Problem requirements:
Please look for the string "unavailable" below and report every line in which it occurs.

Material provided:
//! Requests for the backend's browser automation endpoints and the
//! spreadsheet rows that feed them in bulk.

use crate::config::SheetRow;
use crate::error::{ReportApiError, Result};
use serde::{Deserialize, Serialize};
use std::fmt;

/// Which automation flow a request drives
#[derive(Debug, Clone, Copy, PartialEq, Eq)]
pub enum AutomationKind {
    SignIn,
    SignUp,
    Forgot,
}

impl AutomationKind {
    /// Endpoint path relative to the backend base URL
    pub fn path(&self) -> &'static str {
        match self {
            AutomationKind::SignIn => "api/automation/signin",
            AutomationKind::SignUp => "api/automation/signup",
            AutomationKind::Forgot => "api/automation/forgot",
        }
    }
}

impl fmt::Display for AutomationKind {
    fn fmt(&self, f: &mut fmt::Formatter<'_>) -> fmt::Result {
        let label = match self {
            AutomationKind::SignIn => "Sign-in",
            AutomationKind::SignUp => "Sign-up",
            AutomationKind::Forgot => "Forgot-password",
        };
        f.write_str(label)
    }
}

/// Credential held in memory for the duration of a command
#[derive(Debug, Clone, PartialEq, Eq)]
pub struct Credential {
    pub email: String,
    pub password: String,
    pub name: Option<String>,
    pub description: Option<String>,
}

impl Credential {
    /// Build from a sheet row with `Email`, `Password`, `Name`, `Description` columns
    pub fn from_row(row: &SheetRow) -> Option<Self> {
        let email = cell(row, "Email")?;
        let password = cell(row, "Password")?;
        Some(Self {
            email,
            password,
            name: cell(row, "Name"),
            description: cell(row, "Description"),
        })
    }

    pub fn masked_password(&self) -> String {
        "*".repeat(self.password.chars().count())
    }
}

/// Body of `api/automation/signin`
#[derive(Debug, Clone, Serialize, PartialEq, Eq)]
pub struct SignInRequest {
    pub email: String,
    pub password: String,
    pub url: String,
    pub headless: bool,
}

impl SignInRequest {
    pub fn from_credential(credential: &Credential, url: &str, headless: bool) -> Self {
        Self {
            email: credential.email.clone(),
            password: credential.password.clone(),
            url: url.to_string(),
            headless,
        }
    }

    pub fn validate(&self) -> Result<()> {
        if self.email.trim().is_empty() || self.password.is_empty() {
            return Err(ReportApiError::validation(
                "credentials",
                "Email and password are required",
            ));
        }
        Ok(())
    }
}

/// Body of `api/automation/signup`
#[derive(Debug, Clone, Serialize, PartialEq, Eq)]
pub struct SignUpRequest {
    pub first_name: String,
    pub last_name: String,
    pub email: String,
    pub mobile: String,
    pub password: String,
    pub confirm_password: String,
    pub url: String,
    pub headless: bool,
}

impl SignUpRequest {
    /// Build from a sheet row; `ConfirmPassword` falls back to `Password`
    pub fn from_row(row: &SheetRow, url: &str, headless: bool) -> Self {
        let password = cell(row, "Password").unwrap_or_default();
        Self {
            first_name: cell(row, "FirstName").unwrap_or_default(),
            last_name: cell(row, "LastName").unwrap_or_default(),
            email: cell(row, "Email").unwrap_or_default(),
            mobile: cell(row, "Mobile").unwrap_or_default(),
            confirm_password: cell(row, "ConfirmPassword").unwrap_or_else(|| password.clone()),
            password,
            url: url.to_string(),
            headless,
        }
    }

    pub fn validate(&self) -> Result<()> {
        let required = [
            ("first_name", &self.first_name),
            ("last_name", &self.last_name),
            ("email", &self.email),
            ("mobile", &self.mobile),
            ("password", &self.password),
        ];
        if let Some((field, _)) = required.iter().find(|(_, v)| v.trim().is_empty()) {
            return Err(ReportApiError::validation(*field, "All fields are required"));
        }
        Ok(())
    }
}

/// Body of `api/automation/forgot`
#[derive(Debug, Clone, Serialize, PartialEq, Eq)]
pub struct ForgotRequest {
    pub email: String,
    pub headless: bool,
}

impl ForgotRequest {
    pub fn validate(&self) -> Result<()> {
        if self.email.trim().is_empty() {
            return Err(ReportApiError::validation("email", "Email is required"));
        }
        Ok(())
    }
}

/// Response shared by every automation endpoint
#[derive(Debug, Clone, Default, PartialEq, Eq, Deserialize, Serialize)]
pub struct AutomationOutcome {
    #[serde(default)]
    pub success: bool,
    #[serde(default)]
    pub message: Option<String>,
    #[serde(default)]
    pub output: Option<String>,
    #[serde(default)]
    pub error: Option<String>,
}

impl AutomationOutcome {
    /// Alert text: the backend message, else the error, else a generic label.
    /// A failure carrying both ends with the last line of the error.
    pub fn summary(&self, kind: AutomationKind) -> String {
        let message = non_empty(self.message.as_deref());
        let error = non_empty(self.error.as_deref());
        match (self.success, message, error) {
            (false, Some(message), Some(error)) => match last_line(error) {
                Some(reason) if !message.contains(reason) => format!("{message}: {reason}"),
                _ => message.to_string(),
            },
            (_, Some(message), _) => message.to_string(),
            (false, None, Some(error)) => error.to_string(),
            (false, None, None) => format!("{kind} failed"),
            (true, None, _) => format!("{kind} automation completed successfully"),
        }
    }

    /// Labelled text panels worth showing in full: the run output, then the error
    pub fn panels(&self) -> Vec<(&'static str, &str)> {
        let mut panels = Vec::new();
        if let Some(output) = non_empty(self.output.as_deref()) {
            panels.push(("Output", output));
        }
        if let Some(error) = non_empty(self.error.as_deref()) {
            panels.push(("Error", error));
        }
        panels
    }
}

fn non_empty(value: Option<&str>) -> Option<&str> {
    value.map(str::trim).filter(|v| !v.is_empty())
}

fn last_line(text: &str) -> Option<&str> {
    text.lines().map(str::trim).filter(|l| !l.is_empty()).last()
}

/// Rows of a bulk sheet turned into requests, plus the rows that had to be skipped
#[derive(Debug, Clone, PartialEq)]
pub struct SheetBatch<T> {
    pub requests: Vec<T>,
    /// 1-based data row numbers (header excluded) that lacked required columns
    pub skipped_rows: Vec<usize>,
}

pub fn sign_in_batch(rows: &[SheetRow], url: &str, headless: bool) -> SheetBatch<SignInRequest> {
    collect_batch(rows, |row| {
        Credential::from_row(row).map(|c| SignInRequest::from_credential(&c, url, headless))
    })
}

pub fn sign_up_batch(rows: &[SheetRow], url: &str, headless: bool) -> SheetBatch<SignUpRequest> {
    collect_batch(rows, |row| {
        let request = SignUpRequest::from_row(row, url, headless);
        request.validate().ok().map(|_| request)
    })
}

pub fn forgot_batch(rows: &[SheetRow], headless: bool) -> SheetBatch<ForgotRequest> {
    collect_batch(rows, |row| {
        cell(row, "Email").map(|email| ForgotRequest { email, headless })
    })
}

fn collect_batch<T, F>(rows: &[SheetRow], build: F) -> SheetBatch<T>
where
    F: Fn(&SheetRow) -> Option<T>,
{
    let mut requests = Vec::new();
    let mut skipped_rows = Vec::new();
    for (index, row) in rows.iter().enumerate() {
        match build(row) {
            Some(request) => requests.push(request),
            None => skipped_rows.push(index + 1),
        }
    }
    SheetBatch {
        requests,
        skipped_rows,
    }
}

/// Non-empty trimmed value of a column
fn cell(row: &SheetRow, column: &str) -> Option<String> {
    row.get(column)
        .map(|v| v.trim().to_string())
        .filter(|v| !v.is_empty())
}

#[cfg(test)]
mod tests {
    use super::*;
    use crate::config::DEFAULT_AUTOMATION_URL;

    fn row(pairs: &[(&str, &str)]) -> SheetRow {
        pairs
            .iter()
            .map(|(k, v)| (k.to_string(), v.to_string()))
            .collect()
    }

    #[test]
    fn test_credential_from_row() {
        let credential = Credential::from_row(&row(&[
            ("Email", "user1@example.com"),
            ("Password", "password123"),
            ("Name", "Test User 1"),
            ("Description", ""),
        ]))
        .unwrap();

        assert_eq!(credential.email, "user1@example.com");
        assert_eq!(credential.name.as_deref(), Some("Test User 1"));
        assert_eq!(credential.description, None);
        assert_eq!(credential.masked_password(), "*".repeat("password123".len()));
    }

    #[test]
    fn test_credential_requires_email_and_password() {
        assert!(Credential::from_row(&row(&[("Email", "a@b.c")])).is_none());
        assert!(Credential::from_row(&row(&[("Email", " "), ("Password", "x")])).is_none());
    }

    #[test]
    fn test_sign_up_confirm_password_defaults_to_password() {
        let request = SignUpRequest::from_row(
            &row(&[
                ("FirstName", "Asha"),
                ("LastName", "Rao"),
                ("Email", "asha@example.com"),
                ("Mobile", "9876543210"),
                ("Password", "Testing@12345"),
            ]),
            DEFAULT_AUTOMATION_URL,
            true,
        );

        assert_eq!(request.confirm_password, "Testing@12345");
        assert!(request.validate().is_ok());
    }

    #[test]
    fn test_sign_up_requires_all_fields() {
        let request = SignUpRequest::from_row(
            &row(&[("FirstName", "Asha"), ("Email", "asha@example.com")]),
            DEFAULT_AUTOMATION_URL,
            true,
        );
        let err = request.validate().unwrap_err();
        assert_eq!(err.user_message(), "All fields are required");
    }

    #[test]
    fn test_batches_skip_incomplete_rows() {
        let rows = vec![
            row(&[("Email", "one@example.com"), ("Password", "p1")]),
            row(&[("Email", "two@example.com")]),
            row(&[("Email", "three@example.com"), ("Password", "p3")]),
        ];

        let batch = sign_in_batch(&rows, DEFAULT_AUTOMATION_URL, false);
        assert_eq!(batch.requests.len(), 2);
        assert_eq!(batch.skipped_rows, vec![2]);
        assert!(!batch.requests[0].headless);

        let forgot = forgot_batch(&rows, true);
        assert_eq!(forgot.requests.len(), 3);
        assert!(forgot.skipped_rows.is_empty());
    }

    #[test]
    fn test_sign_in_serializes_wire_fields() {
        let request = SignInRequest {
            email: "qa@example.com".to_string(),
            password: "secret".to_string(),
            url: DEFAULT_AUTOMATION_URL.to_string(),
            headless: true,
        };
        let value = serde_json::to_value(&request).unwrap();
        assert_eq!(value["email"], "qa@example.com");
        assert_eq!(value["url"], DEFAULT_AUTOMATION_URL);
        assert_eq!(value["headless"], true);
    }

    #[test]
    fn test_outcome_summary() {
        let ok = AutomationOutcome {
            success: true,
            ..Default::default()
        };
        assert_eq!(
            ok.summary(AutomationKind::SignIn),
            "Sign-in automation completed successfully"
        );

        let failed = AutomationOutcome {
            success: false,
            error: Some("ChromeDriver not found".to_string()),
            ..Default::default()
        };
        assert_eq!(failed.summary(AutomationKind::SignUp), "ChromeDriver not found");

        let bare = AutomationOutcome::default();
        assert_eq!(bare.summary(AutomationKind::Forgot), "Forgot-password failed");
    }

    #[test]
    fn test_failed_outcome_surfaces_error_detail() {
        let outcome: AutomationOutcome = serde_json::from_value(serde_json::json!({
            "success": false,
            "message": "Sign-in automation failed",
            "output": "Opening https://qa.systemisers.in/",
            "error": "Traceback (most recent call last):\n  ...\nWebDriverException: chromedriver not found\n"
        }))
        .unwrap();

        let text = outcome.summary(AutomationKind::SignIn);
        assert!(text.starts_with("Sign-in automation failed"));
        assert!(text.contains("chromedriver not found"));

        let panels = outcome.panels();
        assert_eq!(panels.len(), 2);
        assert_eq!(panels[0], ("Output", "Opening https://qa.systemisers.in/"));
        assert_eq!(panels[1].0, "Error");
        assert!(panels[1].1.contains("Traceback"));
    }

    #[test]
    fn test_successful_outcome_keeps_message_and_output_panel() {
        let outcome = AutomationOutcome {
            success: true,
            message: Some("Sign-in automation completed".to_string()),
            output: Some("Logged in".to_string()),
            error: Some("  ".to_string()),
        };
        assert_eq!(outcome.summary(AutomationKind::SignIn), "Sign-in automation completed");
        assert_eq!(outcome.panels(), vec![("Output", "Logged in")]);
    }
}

---

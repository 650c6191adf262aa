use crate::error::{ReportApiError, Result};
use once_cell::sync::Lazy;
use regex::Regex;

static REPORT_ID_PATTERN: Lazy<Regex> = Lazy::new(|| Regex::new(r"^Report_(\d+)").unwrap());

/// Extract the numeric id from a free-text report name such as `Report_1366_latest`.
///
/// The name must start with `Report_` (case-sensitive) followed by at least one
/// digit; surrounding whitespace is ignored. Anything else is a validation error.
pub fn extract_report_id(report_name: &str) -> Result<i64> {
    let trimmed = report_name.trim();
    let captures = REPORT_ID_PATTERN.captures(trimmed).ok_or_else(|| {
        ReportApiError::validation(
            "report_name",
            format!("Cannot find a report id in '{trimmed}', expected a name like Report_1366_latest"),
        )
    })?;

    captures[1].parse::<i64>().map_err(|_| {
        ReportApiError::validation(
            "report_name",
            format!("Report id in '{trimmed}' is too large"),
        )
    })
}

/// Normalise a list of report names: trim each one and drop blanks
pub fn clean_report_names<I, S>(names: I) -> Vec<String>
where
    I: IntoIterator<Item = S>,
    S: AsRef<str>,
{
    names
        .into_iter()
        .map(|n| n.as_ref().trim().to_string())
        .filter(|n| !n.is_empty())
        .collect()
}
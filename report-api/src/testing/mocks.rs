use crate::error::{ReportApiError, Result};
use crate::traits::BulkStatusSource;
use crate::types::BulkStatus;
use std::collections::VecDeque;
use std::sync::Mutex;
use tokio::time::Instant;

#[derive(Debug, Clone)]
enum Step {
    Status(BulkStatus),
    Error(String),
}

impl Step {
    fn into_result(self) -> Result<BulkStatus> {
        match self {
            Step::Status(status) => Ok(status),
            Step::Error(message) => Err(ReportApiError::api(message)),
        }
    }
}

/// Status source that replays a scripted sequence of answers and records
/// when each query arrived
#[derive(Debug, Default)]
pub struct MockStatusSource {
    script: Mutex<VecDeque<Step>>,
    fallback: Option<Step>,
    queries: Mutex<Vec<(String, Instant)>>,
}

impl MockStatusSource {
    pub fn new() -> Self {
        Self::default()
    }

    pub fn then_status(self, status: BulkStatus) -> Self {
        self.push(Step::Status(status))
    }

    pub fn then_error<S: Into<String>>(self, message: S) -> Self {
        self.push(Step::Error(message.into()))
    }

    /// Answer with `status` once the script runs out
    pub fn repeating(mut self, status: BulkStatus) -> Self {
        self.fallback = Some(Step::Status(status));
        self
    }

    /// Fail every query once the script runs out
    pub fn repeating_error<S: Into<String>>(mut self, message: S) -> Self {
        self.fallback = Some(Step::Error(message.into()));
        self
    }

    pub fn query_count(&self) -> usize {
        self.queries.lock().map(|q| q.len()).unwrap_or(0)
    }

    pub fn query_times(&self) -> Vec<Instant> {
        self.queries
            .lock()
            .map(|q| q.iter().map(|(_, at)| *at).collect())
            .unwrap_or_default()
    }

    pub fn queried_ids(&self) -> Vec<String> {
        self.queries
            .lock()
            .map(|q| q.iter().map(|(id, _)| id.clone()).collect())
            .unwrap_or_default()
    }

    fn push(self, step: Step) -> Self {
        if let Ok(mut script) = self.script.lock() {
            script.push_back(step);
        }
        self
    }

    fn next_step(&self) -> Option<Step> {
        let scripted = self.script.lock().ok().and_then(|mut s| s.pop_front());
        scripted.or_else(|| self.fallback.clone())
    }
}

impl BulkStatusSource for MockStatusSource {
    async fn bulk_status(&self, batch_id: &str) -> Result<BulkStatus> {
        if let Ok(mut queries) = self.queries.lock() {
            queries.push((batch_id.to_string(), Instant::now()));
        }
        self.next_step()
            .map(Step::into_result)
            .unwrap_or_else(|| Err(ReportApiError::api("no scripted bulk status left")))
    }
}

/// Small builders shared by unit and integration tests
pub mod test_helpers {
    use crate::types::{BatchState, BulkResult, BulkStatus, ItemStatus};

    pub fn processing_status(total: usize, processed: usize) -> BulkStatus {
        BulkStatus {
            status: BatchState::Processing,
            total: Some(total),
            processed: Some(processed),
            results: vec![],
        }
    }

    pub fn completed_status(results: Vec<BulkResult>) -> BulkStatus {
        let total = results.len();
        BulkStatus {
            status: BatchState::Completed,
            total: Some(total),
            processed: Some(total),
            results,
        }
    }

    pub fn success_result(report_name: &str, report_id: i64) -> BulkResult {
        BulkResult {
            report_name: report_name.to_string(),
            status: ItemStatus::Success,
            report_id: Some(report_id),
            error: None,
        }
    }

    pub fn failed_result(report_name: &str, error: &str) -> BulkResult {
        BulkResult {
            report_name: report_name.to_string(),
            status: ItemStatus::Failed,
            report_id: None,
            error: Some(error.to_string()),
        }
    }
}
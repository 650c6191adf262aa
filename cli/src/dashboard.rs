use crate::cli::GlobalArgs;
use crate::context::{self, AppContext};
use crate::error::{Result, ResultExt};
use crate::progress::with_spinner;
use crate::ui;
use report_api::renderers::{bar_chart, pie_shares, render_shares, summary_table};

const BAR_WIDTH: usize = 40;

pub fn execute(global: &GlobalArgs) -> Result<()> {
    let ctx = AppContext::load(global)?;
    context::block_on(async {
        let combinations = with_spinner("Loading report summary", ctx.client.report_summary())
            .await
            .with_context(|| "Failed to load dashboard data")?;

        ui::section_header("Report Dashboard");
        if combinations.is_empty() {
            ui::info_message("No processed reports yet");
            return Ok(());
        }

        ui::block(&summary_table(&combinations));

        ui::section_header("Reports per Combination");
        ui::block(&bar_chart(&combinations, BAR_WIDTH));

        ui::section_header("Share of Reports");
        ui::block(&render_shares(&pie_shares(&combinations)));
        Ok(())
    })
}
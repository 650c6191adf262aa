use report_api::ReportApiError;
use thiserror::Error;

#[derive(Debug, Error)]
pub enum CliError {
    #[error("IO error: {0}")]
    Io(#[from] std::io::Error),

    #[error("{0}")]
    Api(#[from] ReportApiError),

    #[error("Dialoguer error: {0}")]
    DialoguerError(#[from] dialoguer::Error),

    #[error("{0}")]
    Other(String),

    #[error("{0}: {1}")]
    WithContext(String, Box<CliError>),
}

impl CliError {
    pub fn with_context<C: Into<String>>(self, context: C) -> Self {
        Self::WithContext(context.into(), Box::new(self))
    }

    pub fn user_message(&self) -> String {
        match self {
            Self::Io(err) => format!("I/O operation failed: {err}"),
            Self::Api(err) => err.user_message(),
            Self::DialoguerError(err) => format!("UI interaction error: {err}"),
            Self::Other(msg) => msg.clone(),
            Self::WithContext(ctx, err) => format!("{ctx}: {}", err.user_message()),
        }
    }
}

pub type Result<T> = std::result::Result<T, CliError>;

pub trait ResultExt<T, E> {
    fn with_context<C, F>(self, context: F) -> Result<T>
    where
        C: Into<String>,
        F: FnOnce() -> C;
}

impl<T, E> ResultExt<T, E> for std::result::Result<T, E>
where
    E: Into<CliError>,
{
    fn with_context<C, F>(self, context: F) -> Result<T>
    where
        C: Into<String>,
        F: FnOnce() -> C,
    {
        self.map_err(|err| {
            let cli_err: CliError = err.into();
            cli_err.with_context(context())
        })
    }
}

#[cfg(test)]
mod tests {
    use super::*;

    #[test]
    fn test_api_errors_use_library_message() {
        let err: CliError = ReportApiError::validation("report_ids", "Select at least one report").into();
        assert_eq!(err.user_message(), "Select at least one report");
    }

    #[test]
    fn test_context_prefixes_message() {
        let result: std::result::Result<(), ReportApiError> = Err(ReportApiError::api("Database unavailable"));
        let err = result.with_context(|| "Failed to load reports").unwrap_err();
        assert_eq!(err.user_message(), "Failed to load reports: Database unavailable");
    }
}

--

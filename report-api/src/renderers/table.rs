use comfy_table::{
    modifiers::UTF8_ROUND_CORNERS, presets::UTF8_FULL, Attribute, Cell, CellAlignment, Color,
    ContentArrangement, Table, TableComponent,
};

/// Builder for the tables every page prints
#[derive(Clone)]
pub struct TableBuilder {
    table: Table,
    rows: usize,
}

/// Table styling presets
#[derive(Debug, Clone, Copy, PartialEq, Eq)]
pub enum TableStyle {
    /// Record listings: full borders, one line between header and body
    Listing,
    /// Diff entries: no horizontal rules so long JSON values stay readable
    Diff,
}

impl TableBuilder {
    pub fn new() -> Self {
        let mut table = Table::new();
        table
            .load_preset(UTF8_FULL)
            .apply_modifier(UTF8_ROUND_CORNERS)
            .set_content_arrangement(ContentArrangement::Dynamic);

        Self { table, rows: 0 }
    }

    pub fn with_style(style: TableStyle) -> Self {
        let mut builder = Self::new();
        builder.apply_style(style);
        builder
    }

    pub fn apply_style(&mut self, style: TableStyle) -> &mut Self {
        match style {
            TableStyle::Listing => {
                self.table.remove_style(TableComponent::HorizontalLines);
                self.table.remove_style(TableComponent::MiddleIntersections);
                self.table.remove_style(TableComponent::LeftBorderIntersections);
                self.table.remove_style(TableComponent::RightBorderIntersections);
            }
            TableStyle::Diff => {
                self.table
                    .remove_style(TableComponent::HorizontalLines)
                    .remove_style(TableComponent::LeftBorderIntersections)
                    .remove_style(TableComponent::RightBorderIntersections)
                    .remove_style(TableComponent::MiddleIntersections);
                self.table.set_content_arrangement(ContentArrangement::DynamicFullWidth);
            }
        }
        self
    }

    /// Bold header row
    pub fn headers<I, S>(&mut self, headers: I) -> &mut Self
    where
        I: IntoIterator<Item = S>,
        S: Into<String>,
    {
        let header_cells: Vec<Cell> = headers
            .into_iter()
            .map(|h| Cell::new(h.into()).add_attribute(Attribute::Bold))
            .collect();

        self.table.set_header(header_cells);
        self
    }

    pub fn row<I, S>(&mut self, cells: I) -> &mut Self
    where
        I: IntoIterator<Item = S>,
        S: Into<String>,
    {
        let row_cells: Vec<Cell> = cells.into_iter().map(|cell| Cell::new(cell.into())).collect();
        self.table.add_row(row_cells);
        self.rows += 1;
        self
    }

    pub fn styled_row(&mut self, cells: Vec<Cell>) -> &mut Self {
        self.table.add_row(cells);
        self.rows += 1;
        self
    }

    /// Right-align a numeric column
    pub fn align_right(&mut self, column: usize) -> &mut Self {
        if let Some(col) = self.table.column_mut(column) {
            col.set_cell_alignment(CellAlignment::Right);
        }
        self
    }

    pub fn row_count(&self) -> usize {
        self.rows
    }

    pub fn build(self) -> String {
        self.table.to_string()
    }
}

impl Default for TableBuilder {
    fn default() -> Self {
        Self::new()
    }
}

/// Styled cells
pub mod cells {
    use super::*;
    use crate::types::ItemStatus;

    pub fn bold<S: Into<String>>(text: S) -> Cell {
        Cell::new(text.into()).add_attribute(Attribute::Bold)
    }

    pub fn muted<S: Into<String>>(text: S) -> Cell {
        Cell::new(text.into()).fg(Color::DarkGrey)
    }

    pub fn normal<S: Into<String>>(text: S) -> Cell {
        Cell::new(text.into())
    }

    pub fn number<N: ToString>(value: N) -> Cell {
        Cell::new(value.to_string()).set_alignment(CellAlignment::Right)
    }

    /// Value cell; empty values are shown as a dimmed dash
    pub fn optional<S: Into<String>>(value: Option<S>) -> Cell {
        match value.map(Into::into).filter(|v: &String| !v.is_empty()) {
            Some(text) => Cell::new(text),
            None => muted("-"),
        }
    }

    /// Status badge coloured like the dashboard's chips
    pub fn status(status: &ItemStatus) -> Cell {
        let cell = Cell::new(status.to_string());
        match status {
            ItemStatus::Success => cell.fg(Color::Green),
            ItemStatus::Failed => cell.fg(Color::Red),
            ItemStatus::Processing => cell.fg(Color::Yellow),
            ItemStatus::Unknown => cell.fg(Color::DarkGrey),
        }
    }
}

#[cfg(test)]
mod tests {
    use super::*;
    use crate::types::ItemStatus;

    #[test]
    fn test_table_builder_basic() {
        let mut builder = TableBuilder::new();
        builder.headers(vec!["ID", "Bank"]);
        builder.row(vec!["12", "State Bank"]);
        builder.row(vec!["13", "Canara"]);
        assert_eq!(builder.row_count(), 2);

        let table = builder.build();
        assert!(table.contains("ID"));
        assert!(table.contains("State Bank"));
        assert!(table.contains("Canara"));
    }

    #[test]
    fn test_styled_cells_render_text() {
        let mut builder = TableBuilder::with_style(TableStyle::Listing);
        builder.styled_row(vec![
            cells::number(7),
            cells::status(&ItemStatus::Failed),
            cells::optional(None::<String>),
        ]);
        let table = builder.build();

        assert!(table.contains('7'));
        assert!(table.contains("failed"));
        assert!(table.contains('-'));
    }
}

Task solution:
        let result: std::result::Result<(), ReportApiError> = Err(ReportApiError::api("Database unavailable"));
        assert_eq!(err.user_message(), "Failed to load reports: Database unavailable");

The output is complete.